Yeah, and Judas was treasurer for Jesus Christ. What's your point?

So — when, after about thirty some years of political involvement, of close association with both the Republican Party and the Pro-Life movement, Douglas Kmiec comes out against the Republicans and says that a pro-life voter can, in good conscience, vote for Obama this proves, not that the Republicans are in any way discredited, but only that Doug Kmiec is a Judas?

I see …

If I were a Republican, and someone with Kmiec’s record as a Republican and staunch pro-lifer changed sides, it would make me reassess, think things over. I would not simply denounce him as a “Judas.”

I thought that we were having a discussion here so that we could think things over, clarify our positions, entertain doubt, learn from each other. But now I see that this is merely a soap-box for the closed-minded.

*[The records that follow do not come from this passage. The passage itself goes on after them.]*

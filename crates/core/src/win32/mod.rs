//! Win32 backend
//!
//! Thin owners for the platform resources a run needs:
//! - `console`: the allocated console, its std streams and its window
//! - `window`: the hidden message window and its window procedure
//! - `indicator`: the notification-area icon bound to that window
//! - `icon`: the child's icon or the stock fallback
//! - `process`: child creation and the one-shot exit wait

pub mod console;
pub mod icon;
pub mod indicator;
pub mod process;
pub mod window;

use windows::Win32::UI::WindowsAndMessaging::WM_APP;

/// Callback message the indicator sends to the main window
pub const WM_TRAY_ICON: u32 = WM_APP;

/// Posted by the exit wait when the child terminates
pub const WM_CHILD_EXITED: u32 = WM_APP + 1;

/// Null-terminated UTF-16 copy of `s`
pub fn to_wide(s: &str) -> Vec<u16> {
    s.encode_utf16().chain(Some(0)).collect()
}

/// Text of the calling thread's last error
///
/// Must be called immediately after the failing API, before anything else
/// on this thread can overwrite the error code.
pub fn last_error_message() -> String {
    windows::core::Error::from_win32().message().to_string_lossy()
}
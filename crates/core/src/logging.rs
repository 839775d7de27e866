/// Tracing subscriber setup
///
/// The child shares our console, so by default logs go to a file in the
/// data directory rather than to stderr.
use crate::config::{get_data_directory, Settings};
use std::fs::OpenOptions;
use std::str::FromStr;
use std::sync::Mutex;
use tracing::Level;

/// Environment variable that overrides the configured level
pub const LOG_ENV: &str = "CLI_TRAY_WRAPPER_LOG";

/// Log file name inside the data directory
pub const LOG_FILE: &str = "cli-tray-wrapper.log";

/// Pick the maximum level from the environment, then settings, then `INFO`
pub fn resolve_level(settings: &Settings, env_value: Option<&str>) -> Level {
    env_value
        .and_then(|v| Level::from_str(v.trim()).ok())
        .or_else(|| Level::from_str(settings.log_level.trim()).ok())
        .unwrap_or(Level::INFO)
}

/// Install the global subscriber; later calls are ignored
pub fn init(settings: &Settings) {
    let env_value = std::env::var(LOG_ENV).ok();
    let level = resolve_level(settings, env_value.as_deref());

    let log_file = settings
        .log_to_file
        .then(|| get_data_directory().ok())
        .flatten()
        .and_then(|dir| {
            OpenOptions::new()
                .create(true)
                .append(true)
                .open(dir.join(LOG_FILE))
                .ok()
        });

    let result = match log_file {
        Some(file) => tracing_subscriber::fmt()
            .with_max_level(level)
            .with_ansi(false)
            .with_writer(Mutex::new(file))
            .try_init(),
        None => tracing_subscriber::fmt()
            .with_max_level(level)
            .with_writer(std::io::stderr)
            .try_init(),
    };

    if result.is_ok() {
        tracing::debug!("Logging initialized at {}", level);
    }
}

#[cfg(test)]
mod tests {
    use super::*;

    #[test]
    fn test_resolve_level_precedence() {
        let mut settings = Settings::default();
        settings.log_level = "warn".to_string();

        assert_eq!(resolve_level(&settings, Some("debug")), Level::DEBUG);
        assert_eq!(resolve_level(&settings, None), Level::WARN);
        assert_eq!(resolve_level(&settings, Some("nonsense")), Level::WARN);

        settings.log_level = "loud".to_string();
        assert_eq!(resolve_level(&settings, None), Level::INFO);
    }
}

Sorry I intruded on your private party.

At 1/09/2009 4:45 PM, Blogger Jay Anderson said...

"But now I see that this is merely a soap-box for the closed-minded."

Get over yourself. Rather than jumping to conclusions about what I think, why don't you read a little more in-depth what I've written at this blog?

You obviously don't have a clue, but rather are reacting to the fact that I have profound disagreements with Pres-elect Obama, and are seeking to attribute those disagreements first to malice, then to ignorance, and now to closed-mindedness on my part.

Furthermore, my issues with Kmiec are not so much that he decided to support Obama - there are several people with whom I am friends or who I admire that voted for Obama. My problem with Kmiec - and I think this is true of most pro-life Catholics who have criticized him - is with the disingenuous reasons he provided for doing so.

By the way, where did I call Kmiec a "Judas"?